WHAT YOU WILL DO:
Please restate the material below word for word, from the first line through the one that contains "Pierre Fitness Intelligence", inclusive.

DATA FOR THIS TASK:

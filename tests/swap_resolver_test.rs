// ABOUTME: Integration tests for same-group swap suggestions
// ABOUTME: Covers group lookup, amount rounding, subgroup-first ordering and target resolution
//
// SPDX-License-Identifier: MIT OR Apache-2.0
// Copyright (c) 2025 Pierre Fitness Intelligence

#![allow(clippy::unwrap_used, clippy::expect_used, clippy::panic)]

mod helpers;

use helpers::doubles::UnavailableCatalog;
use helpers::fixtures::{nutrition, sample_catalog, sample_items};
use helpers::init_test_logging;
use pierre_meals::config::SimilarityConfig;
use pierre_meals::errors::ErrorCode;
use pierre_meals::intelligence::{
    resolve_target_calories, SwapOption, SwapQuality, SwapResolver, SwapTarget,
};
use pierre_meals::models::{CandidateItem, NutritionValues, ServingUnit};

fn item(id: &str) -> CandidateItem {
    sample_items()
        .into_iter()
        .find(|item| item.id == id)
        .unwrap()
}

fn ids(options: &[SwapOption]) -> Vec<&str> {
    options.iter().map(|o| o.item.id.as_str()).collect()
}

fn resolver() -> SwapResolver {
    SwapResolver::new(SimilarityConfig::default())
}

// ============================================================================
// Group Lookup Tests
// ============================================================================

#[tokio::test]
async fn test_grain_swaps_put_same_subgroup_first() {
    init_test_logging();
    let options = resolver()
        .find_swaps(&sample_catalog(), &item("rice-white"), None, 20)
        .await
        .unwrap();

    // Brown rice shares the "rice" subgroup; the rest follow by name
    assert_eq!(ids(&options), vec!["rice-brown", "bulgur", "quinoa"]);
    assert!(options[0].same_subgroup);
    assert!(options[1..].iter().all(|o| !o.same_subgroup));
}

#[tokio::test]
async fn test_swap_amounts_match_original_calories() {
    let options = resolver()
        .find_swaps(&sample_catalog(), &item("rice-white"), None, 20)
        .await
        .unwrap();

    let brown = &options[0];
    // 130 kcal / 1.12 kcal per g = 116 g, rounded to the 5 g step
    assert!((brown.suggested_amount - 115.0).abs() < 1e-9);
    assert!((brown.suggested_calories - 129.0).abs() < f64::EPSILON);
    assert!((brown.calorie_diff_percent - -0.9).abs() < 1e-9);
    assert_eq!(brown.macro_similarity_score, 96);
    assert_eq!(brown.swap_quality, SwapQuality::Excellent);

    let quinoa = &options[2];
    assert!((quinoa.suggested_amount - 110.0).abs() < 1e-9);
    assert!((quinoa.calorie_diff_percent - 1.5).abs() < 1e-9);
}

#[tokio::test]
async fn test_recipes_swap_within_shared_categories() {
    let options = resolver()
        .find_swaps(&sample_catalog(), &item("oat-porridge"), None, 20)
        .await
        .unwrap();

    assert_eq!(ids(&options), vec!["veggie-omelette"]);
    // 350 kcal of a 300 kcal serving, rounded to quarter servings
    assert!((options[0].suggested_amount - 1.25).abs() < 1e-9);
}

#[tokio::test]
async fn test_limit_applies_after_ordering() {
    let options = resolver()
        .find_swaps(&sample_catalog(), &item("rice-white"), None, 2)
        .await
        .unwrap();
    assert_eq!(ids(&options), vec!["rice-brown", "bulgur"]);
}

#[tokio::test]
async fn test_items_without_group_or_peers_have_no_swaps() {
    let catalog = sample_catalog();

    // No food group at all
    let none = resolver()
        .find_swaps(&catalog, &item("salt"), None, 20)
        .await
        .unwrap();
    assert!(none.is_empty());

    // Alone in its food group
    let alone = resolver()
        .find_swaps(&catalog, &item("egg"), None, 20)
        .await
        .unwrap();
    assert!(alone.is_empty());
}

// ============================================================================
// Ordering Tests
// ============================================================================

#[test]
fn test_subgroup_outranks_macro_similarity() {
    let original = CandidateItem::ingredient(
        "penne",
        "Penne",
        nutrition(158.0, 5.8, 30.9, 0.9),
        100.0,
        ServingUnit::Grams,
    )
    .with_food_group("grains")
    .with_subgroup("pasta");

    let candidates = vec![
        // Near-identical macros, different subgroup
        CandidateItem::ingredient(
            "couscous",
            "Couscous",
            nutrition(112.0, 3.8, 23.2, 0.2),
            100.0,
            ServingUnit::Grams,
        )
        .with_food_group("grains")
        .with_subgroup("wheat"),
        // Fatty filled pasta, same subgroup
        CandidateItem::ingredient(
            "tortellini",
            "Tortellini",
            nutrition(300.0, 12.0, 30.0, 15.0),
            100.0,
            ServingUnit::Grams,
        )
        .with_food_group("grains")
        .with_subgroup("pasta"),
    ];

    let options = resolver().rank_swaps(&original, candidates, 158.0, 20);
    assert_eq!(ids(&options), vec!["tortellini", "couscous"]);
    assert!(options[0].macro_similarity_score < options[1].macro_similarity_score);
}

#[test]
fn test_name_order_ignores_case() {
    let original = item("rice-white");
    let candidates = vec![
        item("quinoa"),
        CandidateItem::ingredient(
            "amaranth",
            "amaranth",
            nutrition(102.0, 3.8, 18.7, 1.6),
            100.0,
            ServingUnit::Grams,
        )
        .with_food_group("grains"),
        item("bulgur"),
    ];

    let options = resolver().rank_swaps(&original, candidates, 130.0, 20);
    assert_eq!(ids(&options), vec!["amaranth", "bulgur", "quinoa"]);
}

// ============================================================================
// Amount Rounding Tests
// ============================================================================

#[test]
fn test_amounts_never_round_to_zero() {
    let options = resolver().rank_swaps(&item("rice-white"), vec![item("rice-brown")], 1.0, 20);
    assert!((options[0].suggested_amount - 5.0).abs() < f64::EPSILON);
}

#[test]
fn test_piece_units_round_to_half_pieces() {
    let quail_egg = CandidateItem::ingredient(
        "quail-egg",
        "Quail egg",
        nutrition(14.0, 1.2, 0.04, 1.0),
        1.0,
        ServingUnit::Pieces,
    )
    .with_food_group("protein");

    let options = resolver().rank_swaps(&item("egg"), vec![quail_egg], 78.0, 20);
    // 78 / 14 = 5.57 pieces
    assert!((options[0].suggested_amount - 5.5).abs() < f64::EPSILON);
}

// ============================================================================
// Target Resolution Tests
// ============================================================================

#[tokio::test]
async fn test_amount_target_uses_original_density() {
    let options = resolver()
        .find_swaps(
            &sample_catalog(),
            &item("rice-white"),
            Some(SwapTarget::Amount(200.0)),
            1,
        )
        .await
        .unwrap();

    // 200 g white rice = 260 kcal, 232 g brown rice rounds to 230 g
    assert!((options[0].suggested_amount - 230.0).abs() < 1e-9);
}

#[test]
fn test_target_resolution() {
    let rice = item("rice-white");
    assert!((resolve_target_calories(&rice, None).unwrap() - 130.0).abs() < f64::EPSILON);
    assert!(
        (resolve_target_calories(&rice, Some(SwapTarget::Calories(65.0))).unwrap() - 65.0).abs()
            < f64::EPSILON
    );
    assert!(
        (resolve_target_calories(&rice, Some(SwapTarget::Amount(50.0))).unwrap() - 65.0).abs()
            < 1e-9
    );

    for bad in [
        SwapTarget::Calories(0.0),
        SwapTarget::Calories(f64::NAN),
        SwapTarget::Amount(-10.0),
    ] {
        let err = resolve_target_calories(&rice, Some(bad)).unwrap_err();
        assert_eq!(err.code, ErrorCode::InvalidInput, "{bad:?}");
    }
}

#[tokio::test]
async fn test_zero_calorie_original_needs_explicit_target() {
    let water = CandidateItem::ingredient(
        "water",
        "Water",
        NutritionValues::zero(),
        100.0,
        ServingUnit::Milliliters,
    )
    .with_food_group("dairy");

    let err = resolver()
        .find_swaps(&sample_catalog(), &water, None, 20)
        .await
        .unwrap_err();
    assert_eq!(err.code, ErrorCode::InvalidInput);
    assert_eq!(err.resource_id.as_deref(), Some("water"));

    let options = resolver()
        .find_swaps(
            &sample_catalog(),
            &water,
            Some(SwapTarget::Calories(124.0)),
            20,
        )
        .await
        .unwrap();
    assert_eq!(ids(&options), vec!["milk"]);
    assert!((options[0].suggested_amount - 200.0).abs() < 1e-9);
}

#[test]
fn test_swap_target_wire_format() {
    let json = serde_json::to_value(SwapTarget::Amount(150.0)).unwrap();
    assert_eq!(json, serde_json::json!({"type": "amount", "value": 150.0}));
}

#[tokio::test]
async fn test_catalog_failure_propagates() {
    let err = resolver()
        .find_swaps(&UnavailableCatalog, &item("rice-white"), None, 20)
        .await
        .unwrap_err();
    assert_eq!(err.code, ErrorCode::ExternalServiceError);
}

RESULT OF THE EXERCISE:
filename tests/swap_resolver_test.rs
// ABOUTME: Integration tests for same-group swap suggestions
// ABOUTME: Covers group lookup, amount rounding, subgroup-first ordering and target resolution
//
// SPDX-License-Identifier: MIT OR Apache-2.0
// Copyright (c) 2025 Pierre Fitness Intelligence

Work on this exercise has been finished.